The amazing web experience with Firefox didn’t go away all at once, no no, it was slowly chipped away with upgrade after upgrade until what I was left with was a slow, lumbering browser with tendencies to crap itself and hog resources. I tried to justify it, I have too many browser windows open, or my addons are causing those issues, not my dear Firefox. But that niggling feeling in the back of my head wouldn’t go away.

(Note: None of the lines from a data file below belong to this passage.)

//! Occurrence: an artifact observed as a package or a source.

use serde::{Deserialize, Serialize};

use crate::{
  Id,
  artifact::{Artifact, ArtifactFilter},
  package::{PackageFilter, PackageNode},
  source::{SourceFilter, SourceNode},
  subject::PackageOrSource,
};

/// Metadata recorded with an occurrence.
#[derive(Debug, Clone, Default, PartialEq, Eq, Serialize, Deserialize)]
#[serde(default)]
pub struct OccurrenceInput {
  pub justification: String,
  pub origin:        String,
  pub collector:     String,
}

impl OccurrenceInput {
  pub fn new(
    justification: impl Into<String>,
    origin: impl Into<String>,
    collector: impl Into<String>,
  ) -> Self {
    Self {
      justification: justification.into(),
      origin:        origin.into(),
      collector:     collector.into(),
    }
  }
}

/// A stored occurrence with subject and artifact fully hydrated.
#[derive(Debug, Clone, PartialEq, Eq, Serialize, Deserialize)]
pub struct Occurrence {
  pub id:            Id,
  pub subject:       PackageOrSource<PackageNode, SourceNode>,
  pub artifact:      Artifact,
  pub justification: String,
  pub origin:        String,
  pub collector:     String,
}

#[derive(Debug, Clone, Default, PartialEq, Eq, Serialize, Deserialize)]
#[serde(default)]
pub struct OccurrenceFilter {
  pub id:            Option<Id>,
  pub subject:       Option<PackageOrSource<PackageFilter, SourceFilter>>,
  pub artifact:      Option<ArtifactFilter>,
  pub justification: Option<String>,
  pub origin:        Option<String>,
  pub collector:     Option<String>,
}
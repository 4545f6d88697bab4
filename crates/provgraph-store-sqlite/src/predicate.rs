//! Composable row predicates.
//!
//! A [`Predicate`] describes which rows of one table match, possibly by
//! looking through foreign keys and join tables at related rows. It is a
//! plain value: building one runs no SQL. [`Select`] renders it to a
//! parameterised `SELECT id` statement with each traversal compiled to a
//! correlated `EXISTS` sub-query.

use provgraph_core::Id;
use rusqlite::{Connection, types::Value};

use crate::Result;

/// How a nested predicate reaches the related table.
#[derive(Debug, Clone, Copy)]
pub enum Link {
  /// Follow a foreign key on this row: `remote.id = local.column`.
  Parent { table: &'static str, column: &'static str },
  /// Through a join table: `join.owner = local.id AND remote.id = join.member`.
  Through {
    join:   &'static str,
    owner:  &'static str,
    member: &'static str,
    table:  &'static str,
  },
}

#[derive(Debug, Clone, Default)]
pub enum Predicate {
  #[default]
  True,
  Eq(&'static str, Value),
  /// The column, wrapped in `&` delimiters, contains the given fragment.
  ListContains(&'static str, String),
  /// Some related row matches the nested predicate.
  Exists(Link, Box<Predicate>),
  And(Vec<Predicate>),
  Or(Vec<Predicate>),
}

impl Predicate {
  pub fn eq(column: &'static str, value: impl Into<Value>) -> Self {
    Predicate::Eq(column, value.into())
  }

  pub fn text(column: &'static str, value: &str) -> Self {
    Predicate::Eq(column, Value::Text(value.to_owned()))
  }

  pub fn id(id: Id) -> Self { Predicate::eq("id", id.0) }

  pub fn exists(link: Link, inner: Predicate) -> Self {
    Predicate::Exists(link, Box::new(inner))
  }

  pub fn is_true(&self) -> bool { matches!(self, Predicate::True) }

  /// Conjunction, dropping trivially true terms.
  pub fn all(terms: impl IntoIterator<Item = Predicate>) -> Self {
    let mut terms: Vec<Predicate> = terms.into_iter().filter(|p| !p.is_true()).collect();
    match terms.len() {
      0 => Predicate::True,
      1 => terms.remove(0),
      _ => Predicate::And(terms),
    }
  }
}

/// Collects conjuncts for one table while a filter is being compiled.
#[derive(Default)]
pub struct Terms(Vec<Predicate>);

impl Terms {
  pub fn push(&mut self, p: Predicate) -> &mut Self {
    self.0.push(p);
    self
  }

  pub fn text(&mut self, column: &'static str, value: Option<&String>) -> &mut Self {
    if let Some(value) = value {
      self.0.push(Predicate::text(column, value));
    }
    self
  }

  pub fn id(&mut self, id: Option<Id>) -> &mut Self {
    if let Some(id) = id {
      self.0.push(Predicate::id(id));
    }
    self
  }

  /// Add `EXISTS` over `link`, unless the nested predicate matches anything.
  pub fn exists(&mut self, link: Link, inner: Predicate) -> &mut Self {
    if !inner.is_true() {
      self.0.push(Predicate::exists(link, inner));
    }
    self
  }

  pub fn build(self) -> Predicate { Predicate::all(self.0) }
}

// ─── Rendering ───────────────────────────────────────────────────────────────

/// A rendered `SELECT <alias>.id` over one table.
#[derive(Debug)]
pub struct Select {
  pub sql:    String,
  pub params: Vec<Value>,
}

impl Select {
  pub fn ids(table: &'static str, predicate: &Predicate, limit: usize) -> Self {
    let mut render = Render::default();
    let alias = render.alias();
    let clause = render.clause(&alias, predicate);
    Self {
      sql:    format!(
        "SELECT {alias}.id FROM {table} {alias} WHERE {clause} ORDER BY {alias}.id LIMIT {limit}"
      ),
      params: render.params,
    }
  }

  pub fn fetch(&self, conn: &Connection) -> Result<Vec<Id>> {
    let mut stmt = conn.prepare(&self.sql)?;
    let ids = stmt
      .query_map(rusqlite::params_from_iter(&self.params), |row| row.get(0).map(Id))?
      .collect::<rusqlite::Result<Vec<_>>>()?;
    Ok(ids)
  }
}

#[derive(Default)]
struct Render {
  params:  Vec<Value>,
  aliases: usize,
}

impl Render {
  fn alias(&mut self) -> String {
    let alias = format!("t{}", self.aliases);
    self.aliases += 1;
    alias
  }

  fn clause(&mut self, alias: &str, predicate: &Predicate) -> String {
    match predicate {
      Predicate::True => "1".into(),
      Predicate::Eq(column, value) => {
        self.params.push(value.clone());
        format!("{alias}.{column} = ?")
      }
      Predicate::ListContains(column, needle) => {
        self.params.push(Value::Text(needle.clone()));
        format!("instr('&' || {alias}.{column} || '&', ?) > 0")
      }
      Predicate::And(terms) => self.join(alias, terms, " AND ", "1"),
      Predicate::Or(terms) => self.join(alias, terms, " OR ", "0"),
      Predicate::Exists(Link::Parent { table, column }, inner) => {
        let remote = self.alias();
        let inner = self.clause(&remote, inner);
        format!(
          "EXISTS (SELECT 1 FROM {table} {remote} WHERE {remote}.id = {alias}.{column} AND {inner})"
        )
      }
      Predicate::Exists(Link::Through { join, owner, member, table }, inner) => {
        let via = self.alias();
        let remote = self.alias();
        let inner = self.clause(&remote, inner);
        format!(
          "EXISTS (SELECT 1 FROM {join} {via} JOIN {table} {remote} ON {remote}.id = {via}.{member} \
           WHERE {via}.{owner} = {alias}.id AND {inner})"
        )
      }
    }
  }

  fn join(&mut self, alias: &str, terms: &[Predicate], op: &str, empty: &str) -> String {
    if terms.is_empty() {
      return empty.into();
    }
    let parts: Vec<String> = terms.iter().map(|t| self.clause(alias, t)).collect();
    format!("({})", parts.join(op))
  }
}
//! Occurrence ingestion: an artifact observed as a package or a source.

use provgraph_core::{
  Id, IdOr,
  artifact::ArtifactInput,
  occurrence::OccurrenceInput,
  subject::{OccurrenceSubject, PackageOrSource, PackageOrSourceInput},
};
use rusqlite::Connection;

use crate::{
  Result, identity, keys,
  upsert::{ConflictPolicy, Upsert},
};

/// A validated occurrence request, ready to run inside a transaction.
#[derive(Debug, Clone)]
pub struct Request {
  subject:    OccurrenceSubject,
  artifact:   IdOr<ArtifactInput>,
  occurrence: OccurrenceInput,
}

impl Request {
  /// Discriminate and validate without touching the store.
  pub fn new(
    subject: PackageOrSourceInput,
    artifact: IdOr<ArtifactInput>,
    occurrence: OccurrenceInput,
  ) -> provgraph_core::Result<Self> {
    let subject = subject.discriminate()?;
    match &subject {
      PackageOrSource::Package(p) => identity::check_package_version(p)?,
      PackageOrSource::Source(s) => identity::check_source(s)?,
    }
    identity::check_artifact(&artifact)?;
    Ok(Self { subject, artifact, occurrence })
  }

  /// Resolve references and upsert the occurrence row. Metadata always
  /// reflects the latest ingest.
  pub fn ingest(&self, conn: &Connection) -> Result<Id> {
    let artifact_id = identity::artifact(conn, &self.artifact)?;
    let subject_id = match &self.subject {
      PackageOrSource::Package(p) => identity::package_version(conn, p)?,
      PackageOrSource::Source(s) => identity::source(conn, s)?,
    };

    let upserted = Upsert::new(keys::OCCURRENCE.scoped_by(&self.subject), ConflictPolicy::Merge)
      .arm(subject_id)
      .set("artifact_id", artifact_id.0)
      .text("justification", self.occurrence.justification.as_str())
      .text("origin", self.occurrence.origin.as_str())
      .text("collector", self.occurrence.collector.as_str())
      .execute(conn)?;
    Ok(upserted.id())
  }
}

It really wasn’t until Chrome was released that I started to see the light. Even IE8 seems better to me now then Firefox, which really is saying something as IE6 so soured me on IE that I would rather program in BASIC my entire life then use any IE. When I first made the switch to Firefox almost no sites would render correctly or even accept Firefox in. Banking sites wouldn’t work with it and other web applications I used were IE only. Moving back and forth between IE6 and Firefox endeared me even more to it.

In multiple runs of the SunSpider JavaScript Benchmark Chrome was fairly faster then Firefox, with Chrome in the 400ms to 500ms range and Firefox in the 800ms to 900ms range. This was the brand new Firefox 3.6 against Chrome 4.0.249.89 on my work desktop and my home desktop. No these weren’t fresh installs of Windows and browsers with no addons, because that’s not where I use browsers or view the web. Firefox has 2 addon’s installed and Chrome had 3.

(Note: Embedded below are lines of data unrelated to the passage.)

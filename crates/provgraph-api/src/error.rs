//! API error type and [`axum::response::IntoResponse`] implementation.

use axum::{
  Json,
  extract::rejection::{JsonRejection, QueryRejection},
  http::StatusCode,
  response::{IntoResponse, Response},
};
use provgraph_core::{Classify, ErrorKind};
use serde_json::json;
use thiserror::Error;

/// An error returned by an API handler.
#[derive(Debug, Error)]
pub enum ApiError {
  #[error("bad request: {0}")]
  BadRequest(String),

  /// A store failure, carrying the kind the store classified it as.
  #[error("{source}")]
  Store {
    kind:   ErrorKind,
    #[source]
    source: Box<dyn std::error::Error + Send + Sync>,
  },
}

impl ApiError {
  pub fn store<E>(err: E) -> Self
  where
    E: std::error::Error + Classify + Send + Sync + 'static,
  {
    Self::Store { kind: err.kind(), source: Box::new(err) }
  }

  pub fn status(&self) -> StatusCode {
    match self {
      ApiError::BadRequest(_) => StatusCode::BAD_REQUEST,
      ApiError::Store { kind, .. } => match kind {
        ErrorKind::InvalidArgument => StatusCode::BAD_REQUEST,
        ErrorKind::NotFound => StatusCode::NOT_FOUND,
        ErrorKind::Internal => StatusCode::INTERNAL_SERVER_ERROR,
        ErrorKind::Unavailable => StatusCode::BAD_GATEWAY,
      },
    }
  }
}

impl From<provgraph_core::Error> for ApiError {
  fn from(err: provgraph_core::Error) -> Self { Self::store(err) }
}

impl From<JsonRejection> for ApiError {
  fn from(rejection: JsonRejection) -> Self { Self::BadRequest(rejection.body_text()) }
}

impl From<QueryRejection> for ApiError {
  fn from(rejection: QueryRejection) -> Self { Self::BadRequest(rejection.body_text()) }
}

impl IntoResponse for ApiError {
  fn into_response(self) -> Response {
    let status = self.status();
    if status.is_server_error() {
      tracing::warn!(error = %self, %status, "request failed");
    }
    (status, Json(json!({ "error": self.to_string() }))).into_response()
  }
}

In addition to just raw JavaScript speed Google Chrome also starts up much faster then Firefox and isn’t prone fits of crashing that Firefox is. At least a couple of times a week I have to kill a hidden Firefox.exe process because Firefox won’t open complaining of another instance running.

But Chrome isn’t the only choice. I’ve tried and liked Opera before, but this was at a time when Firefox was still chugging along well, and a co-worker is really liking the new Opera experience. But really those are the only two other choices left opposed to IE8 and Firefox.

It’s been a good 5 year or so run with Firefox, but I’m not seeing things getting better. Update after update my experience with Firefox gets worse and worse and eventually it will just be the new version of IE6 with less security holes. Not at all a fitting end for the browser that showed the world how great the web can truly be.